C'est parti, j'arrive au pied de l'Alpe d'Huez, le virage à gauche cache la pente, je ravale ma salive et je mets tout à gauche, je cherche du regard le virage 21 , où es tu Fausto ? Ce 1er km est un juge de paix, si je le passe sans mettre pied à terre, j'arriverai au sommet. L'ascension de l'Alpe du Huez est un véritable calvaire, je me motive comme je peux, j'ai plus rien dans le jambes, je m'arrête quasi un virage sur deux pour boire et faire redescendre ma FC. Les virages de L'Alpe D'Huez sont particuliers, en plus de porter le ou les noms d'un coureur qui a gagné au sommet, ils sont plats, ce qui permet d'avoir un petit répit de quelques mètres, je bénis les virages à gauches qui sont plus longs, donc hein. Les virages sont des points de répères précieux, les voir s'égrainer est motivant, j'arrive au viraggalibier,alpe d'huez,lautaret,marmottee 2 , te saluto Marco. Il me reste un virage, te saluto Guerini.

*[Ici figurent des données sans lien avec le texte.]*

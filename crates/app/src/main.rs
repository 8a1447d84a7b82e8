//! Headless scheduler runner.
//!
//! Usage: `acequia [scenario.json]`. Without an argument the built-in demo
//! valley is simulated. The process runs the fixed-timestep loop until the
//! driver halts, prints a run summary, and exits.
//!
//! `ACEQUIA_SNAPSHOT=<path>` writes a run snapshot (driver state and
//! allocation report) when the run halts; `ACEQUIA_RESUME=<path>` loads one
//! back at startup.

use bevy::app::ScheduleRunnerPlugin;
use bevy::log::LogPlugin;
use bevy::prelude::*;
use std::path::{Path, PathBuf};
use std::process::ExitCode;
use std::time::Duration;

use simulation::allocation::AllocationReport;
use simulation::config::SchedulerConfig;
use simulation::driver::DriverState;
use simulation::network::{deficit, NetworkOrder, Region, WaterSource};
use simulation::scenario::{load_scenario, PendingScenario};
use simulation::snapshot::{read_snapshot, write_snapshot, PendingSnapshot};
use simulation::{SimulationPlugin, SnapshotRegistry};

fn main() -> ExitCode {
    let mut args = std::env::args().skip(1);
    let scenario = match args.next() {
        Some(path) => match load_scenario(Path::new(&path)) {
            Ok(file) => Some(file),
            Err(e) => {
                eprintln!("acequia: cannot load scenario '{path}': {e}");
                return ExitCode::FAILURE;
            }
        },
        None => None,
    };

    let resume = match std::env::var_os("ACEQUIA_RESUME") {
        Some(path) => match read_snapshot(Path::new(&path)) {
            Ok(snapshot) => Some(snapshot),
            Err(e) => {
                eprintln!("acequia: cannot load snapshot {path:?}: {e}");
                return ExitCode::FAILURE;
            }
        },
        None => None,
    };

    let mut app = App::new();
    app.add_plugins(
        MinimalPlugins.set(ScheduleRunnerPlugin::run_loop(Duration::from_millis(1))),
    );
    app.add_plugins(LogPlugin::default());

    if let Some(file) = scenario {
        app.insert_resource(PendingScenario(file));
    }
    if let Some(snapshot) = resume {
        app.insert_resource(PendingSnapshot(snapshot));
    }

    app.add_plugins(SimulationPlugin);
    app.add_systems(Update, exit_when_halted);

    match app.run() {
        AppExit::Success => ExitCode::SUCCESS,
        AppExit::Error(code) => ExitCode::from(code.get()),
    }
}

/// Watches the driver's halt latch, prints the run summary once, writes the
/// run snapshot if one was requested, and exits.
///
/// A scenario rejected at startup halts the driver with no reason set; that
/// run exits with a failure code.
fn exit_when_halted(world: &mut World, mut printed: Local<bool>) {
    let driver = world.resource::<DriverState>().clone();
    if !driver.halted || *printed {
        return;
    }
    *printed = true;

    let Some(reason) = driver.halt_reason else {
        world.send_event(AppExit::error());
        return;
    };

    let report = world.resource::<AllocationReport>().clone();
    println!("run halted: {} after {} hour(s)", reason.name(), driver.hour);
    println!(
        "  {} transfer(s), {:.2} m3 moved in total",
        report.total_transfers, report.total_volume
    );

    let epsilon = world.resource::<SchedulerConfig>().epsilon;
    let mut ordered: Vec<(NetworkOrder, Region)> = world
        .query::<(&NetworkOrder, &Region)>()
        .iter(world)
        .map(|(order, region)| (*order, region.clone()))
        .collect();
    ordered.sort_by_key(|(order, _)| *order);
    for (_, region) in &ordered {
        let mark = if deficit(region) <= epsilon { "ok" } else { "DRY" };
        println!(
            "  region {:<16} {:>8.2} / {:>8.2} m3 (capacity {:.0}) [{}]",
            region.name, region.level, region.need, region.capacity, mark
        );
    }
    for source in world.query::<&WaterSource>().iter(world) {
        println!("  source {:<16} {:>8.2} m3 remaining", source.name, source.level);
    }

    if let Some(path) = std::env::var_os("ACEQUIA_SNAPSHOT").map(PathBuf::from) {
        let snapshot = world.resource::<SnapshotRegistry>().capture_all(world);
        match write_snapshot(&path, &snapshot) {
            Ok(()) => info!("run snapshot written to {}", path.display()),
            Err(e) => error!("cannot write snapshot to {}: {e}", path.display()),
        }
    }

    world.send_event(AppExit::Success);
}
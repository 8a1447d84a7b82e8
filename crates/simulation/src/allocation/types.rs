use bevy::prelude::*;
use bitcode::{Decode, Encode};
use serde::{Deserialize, Serialize};
use std::cmp::Ordering;

use crate::{decode_or_warn, Snapshot};

// =============================================================================
// Need queue entries
// =============================================================================

/// Priority-queue entry for a region that still wants water this hour.
///
/// Ordered by remaining deficit descending. Ties break on the insertion
/// sequence number (earlier insertions win), which makes heap order fully
/// deterministic even when two regions carry the same deficit.
#[derive(Debug, Clone, Copy)]
pub struct Need {
    /// The needy region.
    pub region: Entity,
    /// How much it still needs (cubic meters).
    pub amount: f32,
    /// Monotonically increasing insertion counter, the deterministic tiebreak.
    pub seq: u64,
}

impl Ord for Need {
    fn cmp(&self, other: &Self) -> Ordering {
        // NaN never enters the queue (amounts come from max(0, ..) math), so
        // treating incomparable amounts as equal is safe.
        self.amount
            .partial_cmp(&other.amount)
            .unwrap_or(Ordering::Equal)
            .then_with(|| other.seq.cmp(&self.seq))
    }
}

impl PartialOrd for Need {
    fn partial_cmp(&self, other: &Self) -> Option<Ordering> {
        Some(self.cmp(other))
    }
}

impl PartialEq for Need {
    fn eq(&self, other: &Self) -> bool {
        self.cmp(other) == Ordering::Equal
    }
}

impl Eq for Need {}

// =============================================================================
// Events
// =============================================================================

/// Fired for every executed transfer: `amount` left the donor and the
/// canal's water source, and arrived at the target.
#[derive(Event, Debug, Clone)]
pub struct TransferEvent {
    /// The canal that carried the water.
    pub canal: Entity,
    /// The donor region.
    pub donor: Entity,
    /// The receiving region.
    pub target: Entity,
    /// Volume moved this hour (cubic meters).
    pub amount: f32,
}

// =============================================================================
// Resources
// =============================================================================

/// Per-hour and cumulative allocation statistics.
///
/// `did_transfer` is the "any progress this hour" signal the driver reads
/// when deciding whether another hour is worth attempting.
#[derive(Resource, Debug, Clone, Default, Serialize, Deserialize, Encode, Decode)]
pub struct AllocationReport {
    /// Whether at least one transfer happened in the last allocation pass.
    pub did_transfer: bool,
    /// Transfers executed in the last pass.
    pub last_hour_transfers: u32,
    /// Volume moved in the last pass (cubic meters).
    pub last_hour_volume: f32,
    /// Transfer-loop iterations consumed by the last pass.
    pub last_hour_loops: u32,
    /// Whether the last pass hit the loop cap before draining its needs.
    pub loop_cap_hit: bool,
    /// Transfers executed across the whole run.
    pub total_transfers: u64,
    /// Volume moved across the whole run (cubic meters).
    pub total_volume: f32,
}

impl Snapshot for AllocationReport {
    const KEY: &'static str = "allocation_report";

    fn to_bytes(&self) -> Vec<u8> {
        bitcode::encode(self)
    }

    fn from_bytes(bytes: &[u8]) -> Self {
        decode_or_warn(Self::KEY, bytes)
    }
}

La dernière rampe est euphorique, d'un coup je retrouve des meilleures sensations, le encouragements des spectateurs fusent, je crie “viva España”, le dernier tunnel au pasage de la station, je plonge sur le rond point, cà y est j'ai mérité mon jus d'orange. Je savoure, il fait noir de monde, je réenfourche ma bégane, après avoir acheter un souvenir (guissard Marmotte) et remis les plaques de cadre et les transpondeurs, pour redescendre à Bourg d'Oisans et aller prendre le bus qui va me ramener à Valloire. Pendant la descente , c'est une longue file de cyclo qui serpente l'Alpe d'Huez sans discontinuer, je les encourage, ils souffrent, maintenant je sais ce que c'est. Il y a des gars à la dérive dans tous les virages. Je téléphone à Quentin, Philippe Gilbert est en jaune, il a gagné la 1ère étape du tour de france 2011. Vive la Belgique.

 

 

 

 

 

 

 

La vidéo filmée en automatique

 

Le parcours 80 km, 2995 mètres de montées

 

 

 Rafael

 

 

 

 

04/07/2011

La Mi-Marmotte 2011

Ascension de 2 cols Hors Catégorie Galibier et Alpe d'Huez
La vidéo donne une idée de l'ambiance même si date de 2009 c'est pareil, la Marmotte
commencant par l'ascension du Glandon (descente assez impressionnante), le Télégraphe
et elle fait 184km pour 5000m denivellé +.